Cell Regionalization¶
In geospatial analysis, regions are like clusters, where the members of the region are similar to each other in their attriburtes, but different from the members of other regions. The difference of regions and clusters is that regions are always spatially contiguous, meaning that they are connected to each other. In other words, regions are clusters with a spatial constraint. Regionalization is the process of finding regions in a spatial dataset.

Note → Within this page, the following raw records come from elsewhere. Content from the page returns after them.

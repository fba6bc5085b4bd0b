//! Transform parsing and the payload cipher delegates.
//!
//! A `CipherSpec` is resolved either from a key's configuration document (on
//! encrypt) or from a persisted container (on decrypt). Three transforms are
//! supported: AES-256-GCM, AES-256-CBC with PKCS5/7 padding, and a no-op mode
//! that exists solely for failure-path testing. Everything else is a
//! configuration error.

use aes::cipher::{block_padding::Pkcs7, BlockDecryptMut, BlockEncryptMut, KeyIvInit};
use aes_gcm::aead::{Aead, KeyInit};
use aes_gcm::{Aes256Gcm, Nonce};
use rand::RngCore;

use crate::envelope::container::CiphertextContainer;
use crate::errors::{FieldVaultError, Result};
use crate::keys::KeyConfiguration;

type Aes256CbcEnc = cbc::Encryptor<aes::Aes256>;
type Aes256CbcDec = cbc::Decryptor<aes::Aes256>;

/// GCM nonce size in bytes.
const GCM_IV_LEN: usize = 12;

/// CBC initialization vector size in bytes (one AES block).
const CBC_IV_LEN: usize = 16;

/// The only tag size the GCM primitive produces.
const GCM_TAG_BITS: u32 = 128;

/// The only key size this crate encrypts under.
const KEY_SIZE_BITS: u32 = 256;

/// How the payload bytes are transformed.
#[derive(Debug, Clone, Copy, PartialEq, Eq)]
pub enum CipherMode {
    /// Authenticated encryption; requires a tag length.
    Gcm { tag_bits: u32 },
    /// Unauthenticated block mode, kept for stores written before GCM.
    Cbc,
    /// Pass-through. Never use outside failure-path tests.
    Noop,
}

/// Fully resolved transform: algorithm, mode, padding, and key size.
#[derive(Debug, Clone, Copy, PartialEq, Eq)]
pub struct CipherSpec {
    pub mode: CipherMode,
}

impl CipherSpec {
    /// Resolve the transform a key's configuration asks for. Missing fields
    /// fall back to AES-256-GCM with a 128-bit tag; present-but-unsupported
    /// values are configuration errors.
    pub fn from_configuration(config: &KeyConfiguration) -> Result<Self> {
        Self::resolve(
            config.algorithm.as_deref(),
            config.mode.as_deref(),
            config.padding.as_deref(),
            config.key_size,
            config.gcm_tag_length,
        )
    }

    /// Resolve the transform a persisted container was written under.
    pub fn from_container(container: &CiphertextContainer) -> Result<Self> {
        Self::resolve(
            Some(&container.algorithm),
            Some(&container.mode),
            Some(&container.padding),
            container.key_size,
            container.gcm_tag_length,
        )
    }

    fn resolve(
        algorithm: Option<&str>,
        mode: Option<&str>,
        padding: Option<&str>,
        key_size: Option<u32>,
        gcm_tag_length: Option<u32>,
    ) -> Result<Self> {
        match algorithm {
            None => {}
            Some(a) if a.eq_ignore_ascii_case("AES") => {}
            Some(a) => {
                return Err(FieldVaultError::Configuration(format!(
                    "unsupported algorithm '{a}'"
                )))
            }
        }

        if let Some(bits) = key_size {
            if bits != KEY_SIZE_BITS {
                return Err(FieldVaultError::Configuration(format!(
                    "unsupported key size {bits}; only {KEY_SIZE_BITS}-bit keys are supported"
                )));
            }
        }

        let mode = match mode.map(str::to_ascii_uppercase).as_deref() {
            None | Some("GCM") => {
                let tag_bits = gcm_tag_length.unwrap_or(GCM_TAG_BITS);
                if tag_bits != GCM_TAG_BITS {
                    return Err(FieldVaultError::Configuration(format!(
                        "unsupported GCM tag length {tag_bits}; only {GCM_TAG_BITS} is supported"
                    )));
                }
                CipherMode::Gcm { tag_bits }
            }
            Some("CBC") => CipherMode::Cbc,
            Some("NONE") => CipherMode::Noop,
            Some(m) => {
                return Err(FieldVaultError::Configuration(format!(
                    "unsupported cipher mode '{m}'"
                )))
            }
        };

        if let Some(p) = padding {
            let ok = match mode {
                CipherMode::Gcm { .. } | CipherMode::Noop => {
                    p.eq_ignore_ascii_case("NoPadding") || p.is_empty()
                }
                CipherMode::Cbc => {
                    p.eq_ignore_ascii_case("PKCS5Padding")
                        || p.eq_ignore_ascii_case("PKCS5")
                        || p.eq_ignore_ascii_case("PKCS7Padding")
                        || p.eq_ignore_ascii_case("PKCS7")
                }
            };
            if !ok {
                return Err(FieldVaultError::Configuration(format!(
                    "unsupported padding '{p}' for mode {mode:?}"
                )));
            }
        }

        Ok(Self { mode })
    }

    /// Wire name of the mode.
    pub fn mode_name(&self) -> &'static str {
        match self.mode {
            CipherMode::Gcm { .. } => "GCM",
            CipherMode::Cbc => "CBC",
            CipherMode::Noop => "NONE",
        }
    }

    /// Wire name of the padding implied by the mode.
    pub fn padding_name(&self) -> &'static str {
        match self.mode {
            CipherMode::Gcm { .. } | CipherMode::Noop => "NoPadding",
            CipherMode::Cbc => "PKCS5Padding",
        }
    }

    /// A fresh random IV of the mode's size. Minted once per encrypt call,
    /// never reused, even when the DEK is.
    pub fn mint_iv(&self) -> Vec<u8> {
        let len = match self.mode {
            CipherMode::Gcm { .. } => GCM_IV_LEN,
            CipherMode::Cbc => CBC_IV_LEN,
            CipherMode::Noop => 0,
        };
        let mut iv = vec![0u8; len];
        rand::rng().fill_bytes(&mut iv);
        iv
    }

    /// Write the transform parameters onto a container.
    pub fn apply_to(&self, container: &mut CiphertextContainer) {
        container.algorithm = "AES".to_string();
        container.mode = self.mode_name().to_string();
        container.padding = self.padding_name().to_string();
        container.key_size = Some(KEY_SIZE_BITS);
        container.gcm_tag_length = match self.mode {
            CipherMode::Gcm { tag_bits } => Some(tag_bits),
            _ => None,
        };
    }

    /// Encrypt `plaintext` under `key` with `iv` per this transform.
    pub fn encrypt(&self, key: &[u8], iv: &[u8], plaintext: &[u8]) -> Result<Vec<u8>> {
        match self.mode {
            CipherMode::Gcm { .. } => {
                let cipher = Aes256Gcm::new_from_slice(key).map_err(|e| {
                    FieldVaultError::Configuration(format!("invalid key length: {e}"))
                })?;
                cipher
                    .encrypt(Nonce::from_slice(iv), plaintext)
                    .map_err(|e| FieldVaultError::Configuration(format!("GCM encryption: {e}")))
            }
            CipherMode::Cbc => {
                let enc = Aes256CbcEnc::new_from_slices(key, iv).map_err(|e| {
                    FieldVaultError::Configuration(format!("invalid key or IV length: {e}"))
                })?;
                Ok(enc.encrypt_padded_vec_mut::<Pkcs7>(plaintext))
            }
            CipherMode::Noop => Ok(plaintext.to_vec()),
        }
    }

    /// Decrypt bytes produced by `encrypt` with the same key and IV. All
    /// cipher failures (bad tag, bad padding) surface as configuration
    /// errors; none of them are retryable without operator action.
    pub fn decrypt(&self, key: &[u8], iv: &[u8], ciphertext: &[u8]) -> Result<Vec<u8>> {
        match self.mode {
            CipherMode::Gcm { .. } => {
                let cipher = Aes256Gcm::new_from_slice(key).map_err(|e| {
                    FieldVaultError::Configuration(format!("invalid key length: {e}"))
                })?;
                cipher
                    .decrypt(Nonce::from_slice(iv), ciphertext)
                    .map_err(|_| {
                        FieldVaultError::Configuration(
                            "GCM decryption failed: wrong key or corrupted data".to_string(),
                        )
                    })
            }
            CipherMode::Cbc => {
                let dec = Aes256CbcDec::new_from_slices(key, iv).map_err(|e| {
                    FieldVaultError::Configuration(format!("invalid key or IV length: {e}"))
                })?;
                dec.decrypt_padded_vec_mut::<Pkcs7>(ciphertext).map_err(|_| {
                    FieldVaultError::Configuration(
                        "CBC decryption failed: bad padding".to_string(),
                    )
                })
            }
            CipherMode::Noop => Ok(ciphertext.to_vec()),
        }
    }
}

#[cfg(test)]
mod tests {
    use super::*;

    fn config(mode: &str) -> KeyConfiguration {
        KeyConfiguration {
            algorithm: Some("AES".to_string()),
            mode: Some(mode.to_string()),
            ..KeyConfiguration::default()
        }
    }

    #[test]
    fn empty_configuration_defaults_to_gcm() {
        let spec = CipherSpec::from_configuration(&KeyConfiguration::default()).unwrap();
        assert_eq!(spec.mode, CipherMode::Gcm { tag_bits: 128 });
    }

    #[test]
    fn unknown_algorithm_is_rejected() {
        let mut cfg = config("GCM");
        cfg.algorithm = Some("DES".to_string());
        assert!(CipherSpec::from_configuration(&cfg).is_err());
    }

    #[test]
    fn wrong_tag_length_is_rejected() {
        let mut cfg = config("GCM");
        cfg.gcm_tag_length = Some(96);
        assert!(CipherSpec::from_configuration(&cfg).is_err());
    }

    #[test]
    fn cbc_rejects_no_padding() {
        let mut cfg = config("CBC");
        cfg.padding = Some("NoPadding".to_string());
        assert!(CipherSpec::from_configuration(&cfg).is_err());
    }

    #[test]
    fn gcm_round_trip() {
        let spec = CipherSpec::from_configuration(&config("GCM")).unwrap();
        let key = [7u8; 32];
        let iv = spec.mint_iv();
        let ct = spec.encrypt(&key, &iv, b"payload").unwrap();
        assert_eq!(spec.decrypt(&key, &iv, &ct).unwrap(), b"payload");
    }

    #[test]
    fn cbc_round_trip() {
        let spec = CipherSpec::from_configuration(&config("CBC")).unwrap();
        let key = [9u8; 32];
        let iv = spec.mint_iv();
        assert_eq!(iv.len(), 16);
        let ct = spec.encrypt(&key, &iv, b"block mode payload").unwrap();
        assert_eq!(spec.decrypt(&key, &iv, &ct).unwrap(), b"block mode payload");
    }

    #[test]
    fn noop_passes_bytes_through() {
        let spec = CipherSpec::from_configuration(&config("NONE")).unwrap();
        assert!(spec.mint_iv().is_empty());
        assert_eq!(spec.encrypt(&[], &[], b"x").unwrap(), b"x");
    }

    #[test]
    fn gcm_tampered_ciphertext_fails() {
        let spec = CipherSpec::from_configuration(&config("GCM")).unwrap();
        let key = [7u8; 32];
        let iv = spec.mint_iv();
        let mut ct = spec.encrypt(&key, &iv, b"payload").unwrap();
        ct[0] ^= 0xFF;
        assert!(spec.decrypt(&key, &iv, &ct).is_err());
    }
}
//! Searchable keyed hashing.
//!
//! This module provides:
//! - `HmacHolder` and `HmacEntry`: the working and persisted forms of one
//!   hash (`holder`)
//! - The tokenizer trait and built-in digits-only/last-4 variants
//!   (`tokenizer`)
//! - `SearchableHmacStrategy`: per-key, per-field hashing with tokenizer
//!   fan-out and compound unique groups (`strategy`)

pub mod holder;
pub mod strategy;
pub mod tokenizer;

// Re-export the most commonly used items.
pub use holder::{HmacEntry, HmacHolder};
pub use strategy::{HashMergeMode, HmacStrategyKind, SearchableHmacStrategy};
pub use tokenizer::{DigitsOnlyTokenizer, HmacTokenizer, LastFourTokenizer, TokenizerKind};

A regionalization is a special kind of clustering where the objective is to group observations which are similar in their statistical attributes, but also in their spatial location. In this sense, regionalization embeds the same logic as standard clustering techniques, but also it applies a series of geographical constraints. Often, these constraints relate to connectivity: two candidates can only be grouped together in the same region if there exists a path from one member to another member that never leaves the region. - Sergio J. Rey, Dani Arribas-Bel, Levi J. Wolf
In this notebook, instead of looking at the immune cells like in the previous examples, we'll be taking a look at neoplastic cells inside the tumor areas of a cervical pre-cancerous biopsy. Especially, we will explore the nuclei morphology characteristics and diversities of the cell neighborhoods inside the lesion.
This notebook is adjusted and adapted version of this notebook from the great geographic science cookbook by Sergio J. Rey, Dani Arribas-Bel, Levi J. Wolf
import numpy as np
from pathlib import Path
from cellseg_gsontools.utils import read_gdf
import warnings
warnings.filterwarnings("ignore")
tissue_path = Path("/path/to/tissues.geojson")
nuc_path = Path("/path/to/nuclei.geojson")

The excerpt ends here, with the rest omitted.